PROBLEM STATEMENT -
Give back the listing underneath, unchanged and complete.

BEGIN SUPPLIED DATA

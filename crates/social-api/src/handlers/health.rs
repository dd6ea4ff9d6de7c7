//! Health check handlers
//!
//! Endpoints for liveness and readiness checks.

use axum::{extract::State, http::StatusCode, Json};
use social_service::{HealthResponse, ReadinessResponse};

use crate::state::AppState;

/// Basic health check (liveness)
///
/// GET /health
pub async fn health_check() -> Json<HealthResponse> {
    Json(HealthResponse::healthy())
}

/// Readiness check with dependency health
///
/// GET /health/ready
pub async fn readiness_check(State(state): State<AppState>) -> (StatusCode, Json<ReadinessResponse>) {
    // The in-process store is always reachable
    let db_healthy = match state.db_pool() {
        Some(pool) => pool.acquire().await.is_ok(),
        None => true,
    };

    let media_healthy = tokio::fs::metadata(&state.config().media.upload_dir)
        .await
        .is_ok_and(|m| m.is_dir());

    let response = ReadinessResponse::ready(db_healthy, media_healthy);
    let status = if response.is_ready() {
        StatusCode::OK
    } else {
        StatusCode::SERVICE_UNAVAILABLE
    };

    (status, Json(response))
}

END SUPPLIED DATA

SOLVED EXERCISE -
filename crates/social-api/src/handlers/health.rs
repository dd6ea4ff9d6de7c7
//! Health check handlers
//!
//! Endpoints for liveness and readiness checks.

use axum::{extract::State, http::StatusCode, Json};
use social_service::{HealthResponse, ReadinessResponse};

use crate::state::AppState;

/// Basic health check (liveness)
///
/// GET /health
pub async fn health_check() -> Json<HealthResponse> {
    Json(HealthResponse::healthy())
}

/// Readiness check with dependency health
///
/// GET /health/ready
pub async fn readiness_check(State(state): State<AppState>) -> (StatusCode, Json<ReadinessResponse>) {
    // The in-process store is always reachable
    let db_healthy = match state.db_pool() {
        Some(pool) => pool.acquire().await.is_ok(),
        None => true,
    };

    let media_healthy = tokio::fs::metadata(&state.config().media.upload_dir)
        .await
        .is_ok_and(|m| m.is_dir());

    let response = ReadinessResponse::ready(db_healthy, media_healthy);
    let status = if response.is_ready() {
        StatusCode::OK
    } else {
        StatusCode::SERVICE_UNAVAILABLE
    };

    (status, Json(response))
}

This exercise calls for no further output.